With 250,000-plus Hispanics now living in South Carolina, Soto believes it’s important for South Carolina Baptist churches to find more ways to reach out to Hispanics, since they comprise the largest ethnic group. “The Hispanics who are coming here have a lot of needs — physical, emotional, spiritual,” he said. “So, there’s a tremendous opportunity for churches to minister to them.
“It’s an opportunity that God has given us to be missionaries here in our own country, our own state — to reach out to these people and share God’s love,” Soto said.
And more South Carolina Baptist churches are seeing the growing need to be involved.
“There are spiritual and pragmatic reasons for church planting in general — and all apply to the need for Southern Baptist churches to become more involved in planting churches among the Hispanic population,” noted Ramón Osorio, ethnic-linguistic church planting director for the North American Mission Board, citing the Great Commission and Acts 1:8. “We all know that God has brought the nations — specifically 60-plus million Hispanics — to our country so that we can share the gospel with them without even leaving our neighborhood.”
Osorio said the work among Spanish-speaking people is a top priority for NAMB.
“As someone who planted Spanish-speaking churches for 14 years, I can tell you that it is much better when established churches get involved to help — especially providing a place to meet, brotherhood and, if possible, financial help, either for the church, the planter or both,” he added.
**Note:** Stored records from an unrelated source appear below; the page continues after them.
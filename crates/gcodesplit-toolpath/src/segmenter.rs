//! Block segmentation
//!
//! Groups a flat instruction list into blocks, each opened by a rapid move
//! with an explicit X and/or Y. Blocks can be reordered independently by a
//! tour optimizer and are the unit the plane splitter reasons about.

use gcodesplit_core::Point;
use thiserror::Error;
use tracing::debug;

use crate::gcode::Instruction;
use crate::render::{ArcStepper, Bounds, RenderCursor, RenderSettings};

/// Error applying a block order
#[derive(Error, Debug, Clone, PartialEq)]
pub enum SegmentError {
    /// The order is not a permutation of the block indices
    #[error("Invalid block order for {expected} blocks: {reason}")]
    NotAPermutation { expected: usize, reason: String },
}

/// Instructions sharing one approach point
#[derive(Debug, Clone, PartialEq)]
pub struct Block {
    instructions: Vec<Instruction>,
    approach: Point,
    bounds: Bounds,
}

impl Block {
    /// Point reached by the opening rapid move (millimeters)
    pub fn approach(&self) -> Point {
        self.approach
    }

    /// Bounds of every segment the block renders
    pub fn bounds(&self) -> Bounds {
        self.bounds
    }

    pub fn instructions(&self) -> &[Instruction] {
        &self.instructions
    }

    pub fn into_instructions(self) -> Vec<Instruction> {
        self.instructions
    }

    pub fn len(&self) -> usize {
        self.instructions.len()
    }

    pub fn is_empty(&self) -> bool {
        self.instructions.is_empty()
    }
}

/// A program cut into header, blocks and footer
#[derive(Debug, Clone, PartialEq)]
pub struct Segmentation {
    /// Everything before the first qualifying rapid move
    pub header: Vec<Instruction>,
    pub blocks: Vec<Block>,
    /// Non-renderable instructions after the last renderable one
    pub footer: Vec<Instruction>,
}

impl Segmentation {
    pub fn block_count(&self) -> usize {
        self.blocks.len()
    }

    /// Header, blocks in their original order, footer
    pub fn instructions(&self) -> Vec<Instruction> {
        let mut out = self.header.clone();
        for block in &self.blocks {
            out.extend_from_slice(&block.instructions);
        }
        out.extend_from_slice(&self.footer);
        out
    }

    /// Header, blocks in `order`, footer.
    ///
    /// `order` must name every block index exactly once.
    pub fn reassemble(&self, order: &[usize]) -> Result<Vec<Instruction>, SegmentError> {
        let expected = self.blocks.len();
        if order.len() != expected {
            return Err(SegmentError::NotAPermutation {
                expected,
                reason: format!("got {} indices", order.len()),
            });
        }
        let mut seen = vec![false; expected];
        for &index in order {
            match seen.get_mut(index) {
                None => {
                    return Err(SegmentError::NotAPermutation {
                        expected,
                        reason: format!("index {} out of range", index),
                    })
                }
                Some(true) => {
                    return Err(SegmentError::NotAPermutation {
                        expected,
                        reason: format!("index {} repeated", index),
                    })
                }
                Some(slot) => *slot = true,
            }
        }

        let mut out = self.header.clone();
        for &index in order {
            out.extend_from_slice(&self.blocks[index].instructions);
        }
        out.extend_from_slice(&self.footer);
        Ok(out)
    }
}

/// Segment `instructions` into blocks.
///
/// Returns `None` when no rapid move with an explicit X or Y exists.
pub fn segment(instructions: &[Instruction], settings: &RenderSettings) -> Option<Segmentation> {
    let mut header: Vec<Instruction> = Vec::new();
    let mut groups: Vec<Vec<Instruction>> = Vec::new();
    let mut pending: Vec<Instruction> = Vec::new();

    for instruction in instructions {
        if !(instruction.is_rapid() && instruction.has_xy()) {
            pending.push(instruction.clone());
            continue;
        }

        let opening = resolve_missing_axes(instruction, &pending, groups.last(), &header);
        match groups.last_mut() {
            Some(previous) => previous.append(&mut pending),
            None => header.append(&mut pending),
        }
        groups.push(vec![opening]);
    }

    let Some(last) = groups.last_mut() else {
        debug!("No positioning move found; nothing to segment");
        return None;
    };
    let keep = pending
        .iter()
        .rposition(Instruction::can_render)
        .map_or(0, |index| index + 1);
    let footer = pending.split_off(keep);
    last.append(&mut pending);

    let blocks = measure_blocks(&header, groups, settings);
    debug!(
        "Segmented {} instructions into {} blocks (header {}, footer {})",
        instructions.len(),
        blocks.len(),
        header.len(),
        footer.len()
    );

    Some(Segmentation {
        header,
        blocks,
        footer,
    })
}

/// Copy of `rapid` with a missing X or Y filled from the latest renderable
/// instruction that carries it, searching `pending`, then the open block,
/// then the header. Defaults to 0. Incremental moves are left untouched.
fn resolve_missing_axes(
    rapid: &Instruction,
    pending: &[Instruction],
    open_block: Option<&Vec<Instruction>>,
    header: &[Instruction],
) -> Instruction {
    if !rapid.absolute || (rapid.x.is_some() && rapid.y.is_some()) {
        return rapid.clone();
    }

    let history = || {
        pending
            .iter()
            .rev()
            .chain(open_block.into_iter().flat_map(|b| b.iter().rev()))
            .chain(header.iter().rev())
            .filter(|i| i.can_render() && i.absolute)
    };

    let mut resolved = rapid.clone();
    if resolved.x.is_none() {
        resolved.x = Some(history().find_map(|i| i.x).unwrap_or(0.0));
    }
    if resolved.y.is_none() {
        resolved.y = Some(history().find_map(|i| i.y).unwrap_or(0.0));
    }
    resolved
}

fn measure_blocks(
    header: &[Instruction],
    groups: Vec<Vec<Instruction>>,
    settings: &RenderSettings,
) -> Vec<Block> {
    let stepper = ArcStepper::new(*settings);
    let mut cursor = RenderCursor::default();
    for instruction in header {
        instruction.render(&mut cursor, &stepper);
    }

    groups
        .into_iter()
        .map(|instructions| {
            let mut bounds = Bounds::new();
            let mut approach = cursor.position;
            for (index, instruction) in instructions.iter().enumerate() {
                for segment in instruction.render(&mut cursor, &stepper) {
                    // the travel into the block is not part of it
                    if index > 0 {
                        bounds.include(segment.start);
                    }
                    bounds.include(segment.end);
                }
                if index == 0 {
                    approach = cursor.position;
                }
            }
            Block {
                instructions,
                approach,
                bounds,
            }
        })
        .collect()
}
“That’s where evangelistic churches, like Monaghan Baptist, are making a huge difference now for the Kingdom by demonstrating God’s love to other ethnicities and nationalities.”
“Monaghan en Español is an extension of Monaghan Baptist Church,” Pastor Ryan Holtzclaw said. “We recognize that we are surrounded by a large population of Hispanics, and without Monaghan en Español we will not reach them with the gospel. For that reason, Monaghan en Español is a large part of our vision.
“I cannot adequately state how much I value my relationship with Pastor Soto,” Holtzclaw said. “His constant joy and optimism is contagious.”